My body stiffens, and I swallow hard. She notices my reluctance and turns and looks at me, waiting for me to explain.
“Viola, that was a long time ago, when we first got the house. I was never going to marry anyone. I was nineteen and horny, and she was a cheater. That’s ridiculous.” And the truth.
“Good to know the only thing that’s changed is your age.” She smirks.
I offer a shrug.
“Anyway, he’s going all Sherlock Holmes on us. He said he would find out who it was and you know how he gets. I’m hoping Mia derails him.”

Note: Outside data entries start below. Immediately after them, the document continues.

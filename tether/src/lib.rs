//! Session orchestration for the relay.
//!
//! [`server::ServerEvents`] turns the inbound engine's hooks into one shared
//! [`events::EventBus`]. The [`orchestrator::Orchestrator`] subscribes to it
//! and runs the pipelines: authentication opens an outbound
//! [`delivery::Channel`] and records it in the [`table`], data events are
//! joined against the table and relayed through that channel.

pub mod controller;
pub mod delivery;
pub mod events;
pub mod orchestrator;
pub mod pipeline;
pub mod provider;
pub mod server;
pub mod stream;
pub mod table;

pub use delivery::{Channel, Delivery, DeliveryError, OutboundCredentials};
pub use events::{Event, EventBus, EventKind, EventStream, Reply};
pub use orchestrator::{Orchestrator, RelayConfig};
pub use server::ServerEvents;
pub use stream::{Chunk, Encoding};
pub use table::{SessionTable, TableHandle};
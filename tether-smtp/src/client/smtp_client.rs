//! SMTP client implementation with support for implicit TLS and STARTTLS.

use std::sync::Arc;

use tether_common::{incoming, outgoing, tracing};
use tokio::{
    io::{AsyncReadExt, AsyncWriteExt},
    net::TcpStream,
};
use tokio_rustls::{
    TlsConnector,
    rustls::{
        ClientConfig, DigitallySignedStruct, Error as RustlsError, RootCertStore, SignatureScheme,
        client::danger::{HandshakeSignatureValid, ServerCertVerified, ServerCertVerifier},
        pki_types::{CertificateDer, ServerName, UnixTime},
    },
};

use super::{
    error::{ClientError, Result},
    response::Response,
};
use crate::auth::{self, Mechanism};

/// Size of each read from the socket.
const BUFFER_SIZE: usize = 8192;

/// Upper bound on a single buffered reply.
const MAX_BUFFER_SIZE: usize = 1024 * 1024;

enum ClientConnection {
    Plain(TcpStream),
    Tls(Box<tokio_rustls::client::TlsStream<TcpStream>>),
}

impl ClientConnection {
    async fn send(&mut self, data: &[u8]) -> Result<()> {
        match self {
            Self::Plain(stream) => {
                stream.write_all(data).await?;
                stream.flush().await?;
            }
            Self::Tls(stream) => {
                stream.write_all(data).await?;
                stream.flush().await?;
            }
        }
        Ok(())
    }

    async fn read(&mut self, buf: &mut [u8]) -> Result<usize> {
        let n = match self {
            Self::Plain(stream) => stream.read(buf).await?,
            Self::Tls(stream) => stream.read(buf).await?,
        };
        if n == 0 {
            return Err(ClientError::ConnectionClosed);
        }
        Ok(n)
    }
}

fn connector(accept_invalid_certs: bool) -> Result<TlsConnector> {
    let mut root_store = RootCertStore::empty();

    let certs = rustls_native_certs::load_native_certs();
    for cert in certs.certs {
        root_store
            .add(cert)
            .map_err(|e| ClientError::TlsError(format!("Failed to add certificate: {e}")))?;
    }
    if !certs.errors.is_empty() {
        tracing::warn!(?certs.errors, "Some certificates could not be loaded");
    }

    let mut config = ClientConfig::builder()
        .with_root_certificates(root_store)
        .with_no_client_auth();

    if accept_invalid_certs {
        config
            .dangerous()
            .set_certificate_verifier(Arc::new(NoVerifier));
    }

    Ok(TlsConnector::from(Arc::new(config)))
}

async fn handshake(
    stream: TcpStream,
    domain: &str,
    accept_invalid_certs: bool,
) -> Result<ClientConnection> {
    let server_name = ServerName::try_from(domain.to_string())
        .map_err(|e| ClientError::TlsError(format!("Invalid domain: {e}")))?;

    let stream = connector(accept_invalid_certs)?
        .connect(server_name, stream)
        .await
        .map_err(|e| ClientError::TlsError(e.to_string()))?;

    Ok(ClientConnection::Tls(Box::new(stream)))
}

/// Accepts every certificate. Only reachable through `accept_invalid_certs`.
#[derive(Debug)]
struct NoVerifier;

impl ServerCertVerifier for NoVerifier {
    fn verify_server_cert(
        &self,
        _end_entity: &CertificateDer<'_>,
        _intermediates: &[CertificateDer<'_>],
        _server_name: &ServerName<'_>,
        _ocsp_response: &[u8],
        _now: UnixTime,
    ) -> std::result::Result<ServerCertVerified, RustlsError> {
        Ok(ServerCertVerified::assertion())
    }

    fn verify_tls12_signature(
        &self,
        _message: &[u8],
        _cert: &CertificateDer<'_>,
        _dss: &DigitallySignedStruct,
    ) -> std::result::Result<HandshakeSignatureValid, RustlsError> {
        Ok(HandshakeSignatureValid::assertion())
    }

    fn verify_tls13_signature(
        &self,
        _message: &[u8],
        _cert: &CertificateDer<'_>,
        _dss: &DigitallySignedStruct,
    ) -> std::result::Result<HandshakeSignatureValid, RustlsError> {
        Ok(HandshakeSignatureValid::assertion())
    }

    fn supported_verify_schemes(&self) -> Vec<SignatureScheme> {
        vec![
            SignatureScheme::RSA_PKCS1_SHA256,
            SignatureScheme::RSA_PSS_SHA256,
            SignatureScheme::ECDSA_NISTP256_SHA256,
            SignatureScheme::ED25519,
        ]
    }
}

/// A connection to an SMTP server.
pub struct SmtpClient {
    connection: Option<ClientConnection>,
    buffer: Vec<u8>,
    server_domain: String,
    accept_invalid_certs: bool,
}

impl SmtpClient {
    /// Connect over plain TCP.
    ///
    /// # Errors
    ///
    /// Returns an error if the connection fails.
    pub async fn connect(addr: &str, server_domain: String) -> Result<Self> {
        let stream = TcpStream::connect(addr).await?;

        Ok(Self {
            connection: Some(ClientConnection::Plain(stream)),
            buffer: Vec::with_capacity(BUFFER_SIZE),
            server_domain,
            accept_invalid_certs: false,
        })
    }

    /// Connect and immediately negotiate TLS (SMTPS, port 465).
    ///
    /// # Errors
    ///
    /// Returns an error if the connection or the handshake fails.
    pub async fn connect_tls(
        addr: &str,
        server_domain: String,
        accept_invalid_certs: bool,
    ) -> Result<Self> {
        let stream = TcpStream::connect(addr).await?;
        let connection = handshake(stream, &server_domain, accept_invalid_certs).await?;

        Ok(Self {
            connection: Some(connection),
            buffer: Vec::with_capacity(BUFFER_SIZE),
            server_domain,
            accept_invalid_certs,
        })
    }

    /// Default is `false`. Set to `true` for testing only.
    #[must_use]
    pub const fn accept_invalid_certs(mut self, accept: bool) -> Self {
        self.accept_invalid_certs = accept;
        self
    }

    #[must_use]
    pub const fn is_tls(&self) -> bool {
        matches!(self.connection, Some(ClientConnection::Tls(_)))
    }

    /// # Errors
    ///
    /// Returns an error if reading fails or the greeting is malformed.
    pub async fn read_greeting(&mut self) -> Result<Response> {
        self.read_response().await
    }

    /// Write bytes exactly as given.
    ///
    /// # Errors
    ///
    /// Returns an error if the connection is gone or the write fails.
    pub async fn write_raw(&mut self, data: &[u8]) -> Result<()> {
        self.connection
            .as_mut()
            .ok_or(ClientError::ConnectionClosed)?
            .send(data)
            .await
    }

    /// # Errors
    ///
    /// Returns an error if sending fails.
    pub async fn send_command(&mut self, command: &str) -> Result<()> {
        self.write_raw(format!("{command}\r\n").as_bytes()).await
    }

    /// Send one command line and read its reply.
    ///
    /// # Errors
    ///
    /// Returns an error if sending or reading fails.
    pub async fn command(&mut self, command: &str) -> Result<Response> {
        outgoing!("{command}");
        self.send_command(command).await?;
        self.read_response().await
    }

    /// # Errors
    ///
    /// Returns an error if the command fails.
    pub async fn ehlo(&mut self, domain: &str) -> Result<Response> {
        self.command(&format!("EHLO {domain}")).await
    }

    /// Send STARTTLS and, on a 220, upgrade the connection.
    ///
    /// # Errors
    ///
    /// Returns an error if the connection is already encrypted or the
    /// handshake fails.
    pub async fn starttls(&mut self) -> Result<Response> {
        if self.is_tls() {
            return Err(ClientError::TlsError(
                "Connection is already TLS".to_string(),
            ));
        }

        let response = self.command("STARTTLS").await?;

        if response.code == 220 {
            let Some(ClientConnection::Plain(stream)) = self.connection.take() else {
                return Err(ClientError::ConnectionClosed);
            };

            // Anything buffered was sent in plaintext and must not be trusted
            self.buffer.clear();
            self.connection =
                Some(handshake(stream, &self.server_domain, self.accept_invalid_certs).await?);
        }

        Ok(response)
    }

    /// Authenticate with the given mechanism, returning the final reply.
    ///
    /// Intermediate `334` challenges are answered here; the caller only sees
    /// the verdict, or the first non-`334` reply.
    ///
    /// # Errors
    ///
    /// Returns an error if the exchange cannot be completed on the wire.
    pub async fn authenticate(
        &mut self,
        mechanism: Mechanism,
        username: &str,
        secret: &str,
        authorization_id: Option<&str>,
    ) -> Result<Response> {
        // Never log the payloads
        match mechanism {
            Mechanism::Plain => {
                outgoing!("AUTH PLAIN <credentials>");
                self.send_command(&format!(
                    "AUTH PLAIN {}",
                    auth::encode_plain(authorization_id, username, secret)
                ))
                .await?;
                self.read_response().await
            }
            Mechanism::Login => {
                let response = self.command("AUTH LOGIN").await?;
                if response.code != 334 {
                    return Ok(response);
                }

                self.send_command(&auth::encode_text(username)).await?;
                let response = self.read_response().await?;
                if response.code != 334 {
                    return Ok(response);
                }

                self.send_command(&auth::encode_text(secret)).await?;
                self.read_response().await
            }
            Mechanism::XOAuth2 => {
                outgoing!("AUTH XOAUTH2 <credentials>");
                self.send_command(&format!(
                    "AUTH XOAUTH2 {}",
                    auth::encode_xoauth2(username, secret)
                ))
                .await?;

                let response = self.read_response().await?;
                if response.code == 334 {
                    // The challenge carries an error description; an empty
                    // line fetches the final status
                    tracing::debug!("XOAUTH2 challenge: {}", response.message());
                    return self.command("").await;
                }

                Ok(response)
            }
        }
    }

    /// `None` sends the null reverse-path.
    ///
    /// # Errors
    ///
    /// Returns an error if the command fails.
    pub async fn mail_from(&mut self, from: Option<&str>) -> Result<Response> {
        self.command(&format!("MAIL FROM:<{}>", from.unwrap_or_default()))
            .await
    }

    /// # Errors
    ///
    /// Returns an error if the command fails.
    pub async fn rcpt_to(&mut self, to: &str) -> Result<Response> {
        self.command(&format!("RCPT TO:<{to}>")).await
    }

    /// # Errors
    ///
    /// Returns an error if the command fails.
    pub async fn data(&mut self) -> Result<Response> {
        self.command("DATA").await
    }

    /// # Errors
    ///
    /// Returns an error if the command fails.
    pub async fn noop(&mut self) -> Result<Response> {
        self.command("NOOP").await
    }

    /// # Errors
    ///
    /// Returns an error if the command fails.
    pub async fn rset(&mut self) -> Result<Response> {
        self.command("RSET").await
    }

    /// # Errors
    ///
    /// Returns an error if the command fails.
    pub async fn quit(&mut self) -> Result<Response> {
        self.command("QUIT").await
    }

    /// Read one complete reply.
    ///
    /// # Errors
    ///
    /// Returns an error if reading fails or the response is malformed.
    pub async fn read_response(&mut self) -> Result<Response> {
        loop {
            if let Some((response, consumed)) = Response::parse_response(&self.buffer)? {
                self.buffer.drain(..consumed);
                incoming!("{} {}", response.code, response.message());
                return Ok(response);
            }

            if self.buffer.len() > MAX_BUFFER_SIZE {
                return Err(ClientError::ParseError(format!(
                    "Response too large (exceeds {MAX_BUFFER_SIZE} bytes)"
                )));
            }

            let mut chunk = [0; BUFFER_SIZE];
            let n = self
                .connection
                .as_mut()
                .ok_or(ClientError::ConnectionClosed)?
                .read(&mut chunk)
                .await?;
            self.buffer.extend_from_slice(&chunk[..n]);
        }
    }
}
use core::fmt::{self, Display, Formatter};

use ahash::AHashMap;
use tether_common::address::Address;

/// ESMTP parameters for MAIL FROM command (RFC 5321 Section 3.3).
///
/// Keys are stored upper-cased so lookups are case-insensitive.
#[derive(PartialEq, Eq, Debug, Clone, Default)]
pub struct MailParameters {
    params: AHashMap<String, Option<String>>,
}

impl MailParameters {
    #[must_use]
    pub fn new() -> Self {
        Self::default()
    }

    /// Parse `KEY=VALUE` and `FLAG` tokens.
    ///
    /// # Errors
    ///
    /// Rejects duplicate keys and a `SIZE` that is not a positive integer.
    pub fn from_params_str(params_str: &str) -> Result<Self, String> {
        let mut params = Self::new();

        for token in params_str.split_whitespace() {
            let (key, value) = token
                .split_once('=')
                .map_or((token, None), |(key, value)| (key, Some(value)));
            let key = key.to_ascii_uppercase();

            if params.params.contains_key(&key) {
                return Err(format!("Duplicate parameter '{key}' not allowed"));
            }

            if key == "SIZE" {
                match value.map(str::parse::<usize>) {
                    Some(Ok(0)) => return Err(String::from("SIZE=0 is not allowed")),
                    Some(Ok(_)) => {}
                    _ => return Err(format!("Invalid SIZE value: {}", value.unwrap_or(""))),
                }
            }

            params.params.insert(key, value.map(str::to_string));
        }

        Ok(params)
    }

    pub fn insert(&mut self, key: &str, value: impl Into<String>) {
        self.params
            .insert(key.to_ascii_uppercase(), Some(value.into()));
    }

    #[must_use]
    pub fn get(&self, key: &str) -> Option<&str> {
        self.params.get(&key.to_ascii_uppercase())?.as_deref()
    }

    #[must_use]
    pub fn has(&self, key: &str) -> bool {
        self.params.contains_key(&key.to_ascii_uppercase())
    }

    /// Declared message size (RFC 1870), if present.
    #[must_use]
    pub fn size(&self) -> Option<usize> {
        self.get("SIZE")?.parse().ok()
    }

    #[must_use]
    pub fn is_empty(&self) -> bool {
        self.params.is_empty()
    }
}

impl Display for MailParameters {
    fn fmt(&self, f: &mut Formatter<'_>) -> fmt::Result {
        let mut keys: Vec<_> = self.params.keys().collect();
        keys.sort_unstable();

        for (i, key) in keys.into_iter().enumerate() {
            if i > 0 {
                f.write_str(" ")?;
            }

            match &self.params[key] {
                None => f.write_str(key)?,
                Some(value) => write!(f, "{key}={value}")?,
            }
        }

        Ok(())
    }
}

#[derive(PartialEq, Eq, Hash, Debug, Clone)]
pub enum HeloVariant {
    Ehlo(String),
    Helo(String),
}

impl HeloVariant {
    #[must_use]
    pub fn client_id(&self) -> &str {
        match self {
            Self::Ehlo(id) | Self::Helo(id) => id,
        }
    }
}

impl Display for HeloVariant {
    fn fmt(&self, f: &mut Formatter<'_>) -> fmt::Result {
        match self {
            Self::Ehlo(id) => write!(f, "EHLO {id}"),
            Self::Helo(id) => write!(f, "HELO {id}"),
        }
    }
}

#[derive(Eq, PartialEq, Debug, Clone)]
pub enum Command {
    Helo(HeloVariant),
    /// `None` is the null reverse-path, `MAIL FROM:<>`.
    MailFrom(Option<Address>, MailParameters),
    RcptTo(Address),
    Data,
    Rset,
    Noop,
    Help,
    Quit,
    StartTls,
    /// The mechanism is kept verbatim so an unknown one can be answered with
    /// 504 rather than a syntax error.
    Auth {
        mechanism: String,
        initial: Option<String>,
    },
    Invalid(String),
}

impl Display for Command {
    fn fmt(&self, fmt: &mut Formatter<'_>) -> fmt::Result {
        match self {
            Self::Helo(v) => Display::fmt(v, fmt),
            Self::MailFrom(sender, params) => {
                let sender = sender.as_ref().map(ToString::to_string).unwrap_or_default();
                if params.is_empty() {
                    write!(fmt, "MAIL FROM:<{sender}>")
                } else {
                    write!(fmt, "MAIL FROM:<{sender}> {params}")
                }
            }
            Self::RcptTo(rcpt) => write!(fmt, "RCPT TO:<{rcpt}>"),
            Self::Data => fmt.write_str("DATA"),
            Self::Rset => fmt.write_str("RSET"),
            Self::Noop => fmt.write_str("NOOP"),
            Self::Help => fmt.write_str("HELP"),
            Self::Quit => fmt.write_str("QUIT"),
            Self::StartTls => fmt.write_str("STARTTLS"),
            // Never log the initial response, it carries the credentials
            Self::Auth { mechanism, initial } => {
                if initial.is_some() {
                    write!(fmt, "AUTH {mechanism} <credentials>")
                } else {
                    write!(fmt, "AUTH {mechanism}")
                }
            }
            Self::Invalid(s) => fmt.write_str(s),
        }
    }
}

fn strip_prefix_ignore_case<'a>(input: &'a str, prefix: &str) -> Option<&'a str> {
    input
        .get(..prefix.len())
        .filter(|head| head.eq_ignore_ascii_case(prefix))
        .map(|_| &input[prefix.len()..])
}

fn parse_mail_from(rest: &str) -> Result<Command, Command> {
    let rest = rest.trim();
    let (addr, params) = rest
        .split_once(char::is_whitespace)
        .map_or((rest, ""), |(addr, params)| (addr, params));

    let params = MailParameters::from_params_str(params).map_err(Command::Invalid)?;

    if addr.is_empty() {
        return Err(Command::Invalid(String::from("Expected a reverse-path")));
    }

    // mailparse does not accept the null sender
    if addr == "<>" {
        return Ok(Command::MailFrom(None, params));
    }

    Address::parse(addr)
        .map(|from| Command::MailFrom(Some(from), params))
        .map_err(|err| Command::Invalid(err.to_string()))
}

fn parse_auth(rest: &str) -> Result<Command, Command> {
    let mut parts = rest.split_whitespace();

    match (parts.next(), parts.next(), parts.next()) {
        (Some(mechanism), initial, None) => Ok(Command::Auth {
            mechanism: mechanism.to_string(),
            initial: initial.map(str::to_string),
        }),
        _ => Err(Command::Invalid(String::from(
            "Expected AUTH <mechanism> [initial-response]",
        ))),
    }
}

impl TryFrom<&str> for Command {
    type Error = Self;

    fn try_from(command: &str) -> Result<Self, Self::Error> {
        let trimmed = command.trim();

        if let Some(rest) = strip_prefix_ignore_case(trimmed, "MAIL FROM:") {
            return parse_mail_from(rest);
        }

        if let Some(rest) = strip_prefix_ignore_case(trimmed, "RCPT TO:") {
            let rest = rest.trim();
            let addr = rest.split_whitespace().next().unwrap_or_default();
            return Address::parse(addr)
                .map(Self::RcptTo)
                .map_err(|err| Self::Invalid(err.to_string()));
        }

        let (verb, rest) = trimmed
            .split_once(' ')
            .map_or((trimmed, ""), |(verb, rest)| (verb, rest.trim()));

        match verb.to_ascii_uppercase().as_str() {
            "EHLO" | "HELO" if rest.is_empty() => {
                Err(Self::Invalid(format!("Expected hostname in {trimmed}")))
            }
            "EHLO" => Ok(Self::Helo(HeloVariant::Ehlo(rest.to_string()))),
            "HELO" => Ok(Self::Helo(HeloVariant::Helo(rest.to_string()))),
            "AUTH" => parse_auth(rest),
            "DATA" if rest.is_empty() => Ok(Self::Data),
            "RSET" if rest.is_empty() => Ok(Self::Rset),
            "QUIT" if rest.is_empty() => Ok(Self::Quit),
            "STARTTLS" if rest.is_empty() => Ok(Self::StartTls),
            // Both may carry an argument that we are free to ignore
            "NOOP" => Ok(Self::Noop),
            "HELP" => Ok(Self::Help),
            _ => Err(Self::Invalid(command.to_owned())),
        }
    }
}

impl TryFrom<&[u8]> for Command {
    type Error = Self;

    fn try_from(command: &[u8]) -> Result<Self, Self::Error> {
        std::str::from_utf8(command).map_or_else(
            |_| Err(Self::Invalid("Unable to interpret command".to_string())),
            Self::try_from,
        )
    }
}

impl TryFrom<String> for Command {
    type Error = Self;

    fn try_from(command: String) -> Result<Self, Self::Error> {
        Self::try_from(command.as_str())
    }
}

Mia. Funny how she keeps popping up in conversations.
“Not good.” As soon as the words leave my mouth, a bolt of lightning strikes out. Viola jumps, nearly spilling her coffee on herself, which causes me to laugh. Without warning, rain pelts from the sky like speeding bullets and it hurts like hell. We stand, leaving our coffees behind and Viola runs across the grass with everyone else.
“I hate the fucking rain,” she yells, ignoring the children around, trying to cover her body with her jacket.
It hurts to move quickly, so instead of jogging with her, I walk, taking my time. I’m already wet, might as well be soaked. By the time I climb inside, she’s shivering even though the heater is blowing on high. Water is dripping from the tips of her hair, and when she looks over at me, it takes everything I have to hold back laughter. She really is a rain hater.